§ Data in this exercise
+--

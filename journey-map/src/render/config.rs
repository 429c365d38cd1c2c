//! Rendering configuration.

use std::time::Duration;

use crate::domain::GeoPoint;

/// Style of the animated route line.
#[derive(Debug, Clone, PartialEq)]
pub struct LineConfig {
    /// Color the line starts with.
    pub default_color: String,
    /// Color the line switches to once the landmark trigger fires.
    pub triggered_color: String,
    /// Stroke width in pixels.
    pub weight: u32,
    /// Stroke opacity, 0.0 to 1.0.
    pub opacity: f64,
}

impl Default for LineConfig {
    fn default() -> Self {
        Self {
            default_color: "#007bff".to_string(),
            triggered_color: "#f39c12".to_string(), // orange
            weight: 6,
            opacity: 0.9,
        }
    }
}

/// Configuration parameters for rendering a journey.
#[derive(Debug, Clone)]
pub struct RenderConfig {
    /// Route line style.
    pub line: LineConfig,
    /// Stop name that triggers the color change.
    /// Matched as a case-insensitive substring of step endpoint names.
    pub landmark: String,
    /// Fraction of the path that must already be revealed before the
    /// trigger can fire. Strictly greater than, not equal.
    pub trigger_fraction: f64,
    /// Where the map looks before the camera is fitted to the route.
    pub initial_center: GeoPoint,
    /// Zoom level before the camera is fitted to the route.
    pub initial_zoom: u8,
    /// Time between animation frames.
    pub frame_interval: Duration,
}

impl RenderConfig {
    /// Returns a copy with a different landmark.
    pub fn with_landmark(mut self, landmark: impl Into<String>) -> Self {
        self.landmark = landmark.into();
        self
    }

    /// Returns a copy with a different frame interval.
    pub fn with_frame_interval(mut self, frame_interval: Duration) -> Self {
        self.frame_interval = frame_interval;
        self
    }
}

impl Default for RenderConfig {
    fn default() -> Self {
        Self {
            line: LineConfig::default(),
            landmark: "Semanggi".to_string(),
            trigger_fraction: 0.5,
            initial_center: GeoPoint::new(-6.2, 106.8), // Jakarta
            initial_zoom: 12,
            frame_interval: Duration::from_millis(16), // ~60 Hz
        }
    }
}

+--

§ Your goal
Every line in the listing above that mentions "Stroke" should be returned.

§ Result for this task
    /// Stroke width in pixels.
    /// Stroke opacity, 0.0 to 1.0.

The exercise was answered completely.